What the task requires: Determine how many lines in the listing that follows include "stop". Answer only with that number.

Records provided:
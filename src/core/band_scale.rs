use indexmap::IndexSet;

use crate::error::{ChartError, ChartResult};

/// Discrete categories → evenly spaced pixel bands.
///
/// Duplicate categories collapse onto the band of their first occurrence.
#[derive(Debug, Clone, PartialEq)]
pub struct BandScale {
    domain: IndexSet<String>,
    range_start: f64,
    range_end: f64,
    padding_inner: f64,
    padding_outer: f64,
    align: f64,
    step: f64,
    bandwidth: f64,
    offset: f64,
}

impl BandScale {
    pub fn new<I, S>(domain: I, range_start: f64, range_end: f64) -> ChartResult<Self>
    where
        I: IntoIterator<Item = S>,
        S: Into<String>,
    {
        if !range_start.is_finite() || !range_end.is_finite() {
            return Err(ChartError::InvalidData(
                "band range must be finite".to_owned(),
            ));
        }

        let mut scale = Self {
            domain: domain.into_iter().map(Into::into).collect(),
            range_start,
            range_end,
            padding_inner: 0.0,
            padding_outer: 0.0,
            align: 0.5,
            step: 0.0,
            bandwidth: 0.0,
            offset: range_start,
        };
        scale.rescale();
        Ok(scale)
    }

    /// Sets inner and outer padding, as a fraction of the step, in one call.
    pub fn with_padding(mut self, padding: f64) -> ChartResult<Self> {
        if !padding.is_finite() || !(0.0..=1.0).contains(&padding) {
            return Err(ChartError::InvalidData(
                "band padding must be finite and in [0, 1]".to_owned(),
            ));
        }
        self.padding_inner = padding;
        self.padding_outer = padding;
        self.rescale();
        Ok(self)
    }

    #[must_use]
    pub fn domain(&self) -> impl Iterator<Item = &str> {
        self.domain.iter().map(String::as_str)
    }

    #[must_use]
    pub fn len(&self) -> usize {
        self.domain.len()
    }

    #[must_use]
    pub fn is_empty(&self) -> bool {
        self.domain.is_empty()
    }

    #[must_use]
    pub fn bandwidth(&self) -> f64 {
        self.bandwidth
    }

    #[must_use]
    pub fn step(&self) -> f64 {
        self.step
    }

    /// Band start for `category`, or `None` when the category is unknown.
    #[must_use]
    pub fn position(&self, category: &str) -> Option<f64> {
        self.domain
            .get_index_of(category)
            .map(|index| self.offset + self.step * index as f64)
    }

    /// Band center for `category`.
    #[must_use]
    pub fn center(&self, category: &str) -> Option<f64> {
        self.position(category)
            .map(|start| start + self.bandwidth * 0.5)
    }

    fn rescale(&mut self) {
        let n = self.domain.len() as f64;
        let reversed = self.range_end < self.range_start;
        let (start, stop) = if reversed {
            (self.range_end, self.range_start)
        } else {
            (self.range_start, self.range_end)
        };

        let denominator = (n - self.padding_inner + self.padding_outer * 2.0).max(1.0);
        self.step = (stop - start) / denominator;
        self.bandwidth = self.step * (1.0 - self.padding_inner);
        let leading = (stop - start - self.step * (n - self.padding_inner)) * self.align;
        self.offset = start + leading;

        if reversed && n > 0.0 {
            self.offset += self.step * (n - 1.0);
            self.step = -self.step;
        }
    }
}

Written solution: 3